INFORMATION GIVEN:
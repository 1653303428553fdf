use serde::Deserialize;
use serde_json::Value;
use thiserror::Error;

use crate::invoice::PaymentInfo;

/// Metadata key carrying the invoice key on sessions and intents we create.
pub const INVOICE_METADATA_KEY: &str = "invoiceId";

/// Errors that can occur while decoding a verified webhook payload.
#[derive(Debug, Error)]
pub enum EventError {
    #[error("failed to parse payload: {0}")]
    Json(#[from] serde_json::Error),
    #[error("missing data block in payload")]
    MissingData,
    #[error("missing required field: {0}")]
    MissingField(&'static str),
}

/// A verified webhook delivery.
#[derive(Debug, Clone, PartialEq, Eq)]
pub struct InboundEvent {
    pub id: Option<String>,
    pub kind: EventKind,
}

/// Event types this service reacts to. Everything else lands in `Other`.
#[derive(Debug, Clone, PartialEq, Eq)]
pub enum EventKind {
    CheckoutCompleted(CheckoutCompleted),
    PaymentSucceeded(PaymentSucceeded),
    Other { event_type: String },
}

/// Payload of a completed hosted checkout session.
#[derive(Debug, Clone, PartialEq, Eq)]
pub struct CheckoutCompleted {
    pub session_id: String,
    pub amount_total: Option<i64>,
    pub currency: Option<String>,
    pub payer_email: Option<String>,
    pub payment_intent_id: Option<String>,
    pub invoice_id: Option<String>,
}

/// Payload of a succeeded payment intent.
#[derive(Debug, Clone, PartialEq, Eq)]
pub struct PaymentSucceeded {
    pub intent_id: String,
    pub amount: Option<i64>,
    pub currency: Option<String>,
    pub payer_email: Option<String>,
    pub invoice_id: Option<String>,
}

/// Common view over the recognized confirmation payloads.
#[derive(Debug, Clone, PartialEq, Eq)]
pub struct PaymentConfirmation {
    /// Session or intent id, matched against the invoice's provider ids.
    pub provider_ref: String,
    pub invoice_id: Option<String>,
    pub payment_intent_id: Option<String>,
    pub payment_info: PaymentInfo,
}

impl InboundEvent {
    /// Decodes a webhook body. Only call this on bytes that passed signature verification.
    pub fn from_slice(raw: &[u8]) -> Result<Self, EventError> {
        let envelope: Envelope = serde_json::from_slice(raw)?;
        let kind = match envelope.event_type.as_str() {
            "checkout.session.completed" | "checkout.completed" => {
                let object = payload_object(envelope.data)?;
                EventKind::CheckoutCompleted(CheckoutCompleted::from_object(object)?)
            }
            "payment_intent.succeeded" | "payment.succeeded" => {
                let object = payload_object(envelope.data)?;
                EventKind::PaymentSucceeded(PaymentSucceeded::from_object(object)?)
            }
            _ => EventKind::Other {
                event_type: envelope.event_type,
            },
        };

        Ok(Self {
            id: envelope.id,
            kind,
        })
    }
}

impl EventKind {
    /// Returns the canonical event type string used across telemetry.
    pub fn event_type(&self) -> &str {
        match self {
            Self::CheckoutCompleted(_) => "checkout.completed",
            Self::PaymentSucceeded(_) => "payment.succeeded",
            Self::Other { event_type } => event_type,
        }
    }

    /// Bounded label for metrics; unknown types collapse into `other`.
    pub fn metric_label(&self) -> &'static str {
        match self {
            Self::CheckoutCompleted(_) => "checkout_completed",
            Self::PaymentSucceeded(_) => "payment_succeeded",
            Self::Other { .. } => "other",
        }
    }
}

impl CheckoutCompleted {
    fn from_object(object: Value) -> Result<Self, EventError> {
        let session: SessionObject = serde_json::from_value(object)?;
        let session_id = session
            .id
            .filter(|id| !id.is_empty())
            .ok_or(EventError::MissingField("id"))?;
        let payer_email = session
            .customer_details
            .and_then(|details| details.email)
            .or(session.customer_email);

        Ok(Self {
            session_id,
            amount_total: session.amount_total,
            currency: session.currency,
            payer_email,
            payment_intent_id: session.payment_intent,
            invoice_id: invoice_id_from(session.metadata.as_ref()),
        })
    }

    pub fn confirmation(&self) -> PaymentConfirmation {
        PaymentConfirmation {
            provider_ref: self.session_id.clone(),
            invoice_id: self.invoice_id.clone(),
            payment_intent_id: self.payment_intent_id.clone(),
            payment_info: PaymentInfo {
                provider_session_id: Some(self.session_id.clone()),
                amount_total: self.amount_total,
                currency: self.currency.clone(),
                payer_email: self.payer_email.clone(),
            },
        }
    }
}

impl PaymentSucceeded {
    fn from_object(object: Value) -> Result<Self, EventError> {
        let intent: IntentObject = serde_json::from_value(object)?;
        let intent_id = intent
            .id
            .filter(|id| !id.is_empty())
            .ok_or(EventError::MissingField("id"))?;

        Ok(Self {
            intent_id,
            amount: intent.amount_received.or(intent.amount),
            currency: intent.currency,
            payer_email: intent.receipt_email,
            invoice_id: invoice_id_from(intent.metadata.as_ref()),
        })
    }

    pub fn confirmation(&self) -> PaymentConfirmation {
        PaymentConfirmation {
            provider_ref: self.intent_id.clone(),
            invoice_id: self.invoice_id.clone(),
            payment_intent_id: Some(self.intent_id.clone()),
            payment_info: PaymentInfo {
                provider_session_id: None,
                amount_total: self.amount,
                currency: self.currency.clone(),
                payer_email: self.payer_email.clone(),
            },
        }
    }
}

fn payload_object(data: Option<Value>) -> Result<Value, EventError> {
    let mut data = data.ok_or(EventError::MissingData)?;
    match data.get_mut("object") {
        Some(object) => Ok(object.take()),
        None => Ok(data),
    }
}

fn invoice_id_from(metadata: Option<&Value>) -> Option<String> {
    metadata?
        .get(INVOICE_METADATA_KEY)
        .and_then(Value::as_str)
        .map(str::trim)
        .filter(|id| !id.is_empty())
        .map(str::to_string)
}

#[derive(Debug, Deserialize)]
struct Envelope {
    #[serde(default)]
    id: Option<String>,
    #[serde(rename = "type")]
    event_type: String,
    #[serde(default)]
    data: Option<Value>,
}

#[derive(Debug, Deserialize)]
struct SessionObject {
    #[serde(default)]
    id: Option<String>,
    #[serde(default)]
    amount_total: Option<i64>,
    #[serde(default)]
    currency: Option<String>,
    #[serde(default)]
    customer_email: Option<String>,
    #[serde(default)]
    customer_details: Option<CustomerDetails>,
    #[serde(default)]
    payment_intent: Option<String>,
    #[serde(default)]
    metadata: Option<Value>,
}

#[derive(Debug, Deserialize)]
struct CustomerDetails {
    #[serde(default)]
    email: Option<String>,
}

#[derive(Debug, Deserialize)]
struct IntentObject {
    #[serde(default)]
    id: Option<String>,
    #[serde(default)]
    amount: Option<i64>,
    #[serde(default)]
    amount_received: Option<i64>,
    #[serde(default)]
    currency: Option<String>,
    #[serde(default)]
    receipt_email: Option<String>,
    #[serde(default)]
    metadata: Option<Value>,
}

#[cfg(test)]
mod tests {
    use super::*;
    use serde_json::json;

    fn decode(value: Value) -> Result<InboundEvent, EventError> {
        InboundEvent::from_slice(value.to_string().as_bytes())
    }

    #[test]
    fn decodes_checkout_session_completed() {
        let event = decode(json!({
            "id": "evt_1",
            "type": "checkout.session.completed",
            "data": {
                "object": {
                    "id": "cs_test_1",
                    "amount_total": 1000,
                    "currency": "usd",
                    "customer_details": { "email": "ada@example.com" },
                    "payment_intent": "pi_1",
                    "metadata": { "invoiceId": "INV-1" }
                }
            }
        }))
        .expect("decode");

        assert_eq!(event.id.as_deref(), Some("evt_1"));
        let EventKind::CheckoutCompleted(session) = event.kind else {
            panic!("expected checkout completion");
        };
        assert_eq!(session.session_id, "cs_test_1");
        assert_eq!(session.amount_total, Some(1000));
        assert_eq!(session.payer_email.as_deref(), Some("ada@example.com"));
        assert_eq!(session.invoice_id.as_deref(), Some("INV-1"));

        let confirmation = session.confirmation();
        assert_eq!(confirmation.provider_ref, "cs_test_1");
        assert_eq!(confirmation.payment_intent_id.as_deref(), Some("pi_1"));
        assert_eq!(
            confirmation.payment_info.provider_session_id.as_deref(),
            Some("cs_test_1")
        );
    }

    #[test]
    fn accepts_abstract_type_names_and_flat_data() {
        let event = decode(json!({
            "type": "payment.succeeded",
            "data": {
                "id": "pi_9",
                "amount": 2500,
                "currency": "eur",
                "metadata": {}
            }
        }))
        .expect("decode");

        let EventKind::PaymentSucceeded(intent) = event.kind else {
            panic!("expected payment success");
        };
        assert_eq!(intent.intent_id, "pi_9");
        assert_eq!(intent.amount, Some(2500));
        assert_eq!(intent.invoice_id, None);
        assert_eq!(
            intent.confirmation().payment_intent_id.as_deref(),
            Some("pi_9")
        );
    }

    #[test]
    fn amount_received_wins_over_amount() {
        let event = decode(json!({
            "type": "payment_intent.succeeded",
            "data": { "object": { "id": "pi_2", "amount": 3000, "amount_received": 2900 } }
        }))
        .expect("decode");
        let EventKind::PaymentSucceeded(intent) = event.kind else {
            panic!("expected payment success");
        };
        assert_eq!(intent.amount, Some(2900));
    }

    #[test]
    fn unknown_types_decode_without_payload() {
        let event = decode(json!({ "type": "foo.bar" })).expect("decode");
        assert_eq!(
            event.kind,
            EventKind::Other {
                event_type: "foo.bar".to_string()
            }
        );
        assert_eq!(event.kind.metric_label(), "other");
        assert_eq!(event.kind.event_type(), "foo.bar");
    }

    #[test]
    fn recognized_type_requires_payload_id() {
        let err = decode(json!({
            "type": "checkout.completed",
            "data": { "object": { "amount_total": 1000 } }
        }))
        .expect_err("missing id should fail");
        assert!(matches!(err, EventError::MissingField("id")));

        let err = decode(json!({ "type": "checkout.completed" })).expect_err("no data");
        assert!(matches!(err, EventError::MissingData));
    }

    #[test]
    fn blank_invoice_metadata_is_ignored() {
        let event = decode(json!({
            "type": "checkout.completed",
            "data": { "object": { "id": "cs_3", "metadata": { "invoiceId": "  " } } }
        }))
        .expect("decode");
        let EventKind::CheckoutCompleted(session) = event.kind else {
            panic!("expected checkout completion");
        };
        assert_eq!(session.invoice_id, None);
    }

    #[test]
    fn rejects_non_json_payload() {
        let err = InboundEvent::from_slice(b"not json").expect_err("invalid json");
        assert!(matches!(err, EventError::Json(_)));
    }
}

TASK STATEMENT:
Your answer should be each line from the preceding material in which the word "static" occurs.

OUTPUT:
    MissingField(&'static str),
    pub fn metric_label(&self) -> &'static str {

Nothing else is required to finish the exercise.